JPost, like TOI, has categories on their sites labelled ‘West Bank’ and ‘Judea and Samaria’. This suggests an equivalence between the two names.
The other Israeli news sites in English that I checked did not have reliable search functions and the Google searches were likewise not helpful so I cannot say anything about them The one exception was the right leaning site Arutz Sheva (Israel National News). They did have articles using the term ‘West Bank’ but they put it in scare quotes or they added it in brackets after writing Judea and Samaria, indicating that J&S is also known by many as the WB.
The Name and Politics
The two terms are not synonymous. Using either has become a political statement when there should be no politics involved in using the correct name for a location on the map. Moreover, one would expect that Israelis who care about the country would at least properly name parts of the land upon which our history developed millenia ago, even if they believe in giving up some of this land for a peace deal. I do not believe that true peace can be built upon lies. It is possible to call Judea and Samaria by that name and still believe in the two-state-solution. As I wrote in an article in 2016:
It is one of the tools of occupation to replace indigenous place names with colonial ones. The West Bank is a colonial occupation label for the indigenous territory Judea and Samaria. Before we can engage in any peace negotiations, the facts on the ground must be accurate in order to have an even playing field. Names are important. While the rest of the world may not agree, let us at least refer to our own historical sites by their true names. Then we can argue about whether or not to give them up in exchange for peace. Only then.

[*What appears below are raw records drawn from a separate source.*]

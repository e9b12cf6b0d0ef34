// SPDX-License-Identifier: MPL-2.0
//! Role and permission gating.
//!
//! # Components
//!
//! - [`role`] - The ranked `Role` hierarchy
//! - [`permissions`] - Named boolean capability grants
//! - [`session`] - The `Authorizer` collaborator and its in-memory `Session`
//! - [`gate`] - `Gate` requirements and the resulting `Access` decision
//!
//! Unknown roles and permission keys never raise errors; they resolve to a
//! denial.

mod gate;
mod permissions;
mod role;
mod session;

pub use gate::{Access, Denial, Gate, RoleRequirement};
pub use permissions::Permissions;
pub use role::{Role, UnknownRole};
pub use session::{Authorizer, Session};
// SPDX-License-Identifier: MPL-2.0
//! Placeholder shown in place of content the user may not see.
//!
//! # Usage
//!
//! ```ignore
//! use iced_dashboard::ui::access_denied::AccessDenied;
//!
//! if let Access::Denied(denial) = gate.evaluate(&session) {
//!     AccessDenied::new(&denial, &i18n).view()
//! }
//! ```

use crate::access::{Denial, Role};
use crate::i18n::fluent::I18n;
use crate::ui::design_tokens::{palette, sizing, spacing, typography};
use crate::ui::styles::container as container_styles;
use iced::widget::{text, Column, Container, Text};
use iced::{alignment, Element, Length, Theme};

/// Localized explanation of a denial.
#[must_use]
pub fn reason(denial: &Denial, i18n: &I18n) -> String {
    let key = denial.i18n_key();
    match denial {
        Denial::UnrecognizedRole => i18n.tr(key),
        Denial::UnrecognizedRequirement(name) => {
            i18n.tr_with_args(key, &[("role", name.as_str())])
        }
        Denial::InsufficientRole { current, required } => {
            let current = i18n.tr(current.i18n_key());
            let required = i18n.tr(required.i18n_key());
            i18n.tr_with_args(
                key,
                &[("current", current.as_str()), ("required", required.as_str())],
            )
        }
        Denial::MissingPermission(permission) => {
            i18n.tr_with_args(key, &[("permission", permission.as_str())])
        }
    }
}

/// Centered card explaining why content is hidden.
#[derive(Debug, Clone)]
pub struct AccessDenied {
    title: String,
    reason: String,
    required_role: Option<String>,
}

impl AccessDenied {
    /// Builds the placeholder for `denial`.
    ///
    /// An insufficient-role denial also fills in the required role line.
    pub fn new(denial: &Denial, i18n: &I18n) -> Self {
        let placeholder = Self {
            title: i18n.tr("access-denied-title"),
            reason: reason(denial, i18n),
            required_role: None,
        };
        match denial {
            Denial::InsufficientRole { required, .. } => placeholder.required_role(*required, i18n),
            _ => placeholder,
        }
    }

    /// Overrides the heading.
    #[must_use]
    pub fn title(mut self, title: impl Into<String>) -> Self {
        self.title = title.into();
        self
    }

    /// Adds a line naming the role needed to see the content.
    #[must_use]
    pub fn required_role(mut self, role: Role, i18n: &I18n) -> Self {
        let role = i18n.tr(role.i18n_key());
        self.required_role =
            Some(i18n.tr_with_args("access-denied-required-role", &[("role", role.as_str())]));
        self
    }

    #[must_use]
    pub fn reason_text(&self) -> &str {
        &self.reason
    }

    #[must_use]
    pub fn required_role_text(&self) -> Option<&str> {
        self.required_role.as_deref()
    }

    pub fn view<'a, Message: 'a>(self) -> Element<'a, Message> {
        let title = Text::new(self.title)
            .size(typography::TITLE_MD)
            .style(|_theme: &Theme| text::Style {
                color: Some(palette::WARNING_500),
            });

        let mut content = Column::new()
            .spacing(spacing::SM)
            .align_x(alignment::Horizontal::Center)
            .push(title)
            .push(Text::new(self.reason).size(typography::BODY));

        if let Some(required) = self.required_role {
            content = content.push(Text::new(required).size(typography::CAPTION).style(
                |theme: &Theme| text::Style {
                    color: Some(theme.extended_palette().secondary.base.text),
                },
            ));
        }

        let card = Container::new(content)
            .max_width(sizing::PLACEHOLDER_MAX_WIDTH)
            .padding(spacing::LG)
            .style(container_styles::placeholder);

        Container::new(card)
            .width(Length::Fill)
            .align_x(alignment::Horizontal::Center)
            .padding(spacing::MD)
            .into()
    }
}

Five years ago, Aryeh Green, writing on the Israel Forever Foundation site had the same idea:
Describing this area as the “West Bank” is a political act, as much as many would say “but that’s what everyone calls it”. So went the argument against returning to a (historically more rigorous and justifiable) use of the names Myanmar, Sri Lanka, etc. Just because Jordan used the term to assert its claim for the ‘other’ side of the river and it was adopted by the Arabs and then most of the rest of the world is no excuse.
It is well past time for Israel to insist on the proper naming of this most important region in Jewish political and spiritual history. Given the propaganda war for the consciousness of peoples around the globe, this is not an insignificant matter. Letters to the editor, shaming and calling out the news sites on this issue just do not seem to have any effect at all. Perhaps the Knesset can pass a law insisting on it in publications based in our own land. Not in the current coalition, however. So we must just keep harping on the matter wherever we can. Spinning our wheels in the dust? Perhaps. But let us keep on calling them out on the mis-naming. And make sure we do not use the WB shortcut in our own private conversations.
These things must be said, even if it probably won’t help.
Yes. And it is so disheartening at the same time.
R. Dov Fischer makes a similar point: https://www.jns.org/opinion/why-rename-judea-and-samaria/ and I think that he is onto something there. The preference for “west bank” like the preference for “settler” is part of a broader process of delegitimization based on political motives.
You are probably correct and I hate the fact that Jews may be willing to erase our history because they think that a two-state-solution is the way to go. After all, you can support any potential solution and still call places by their real names.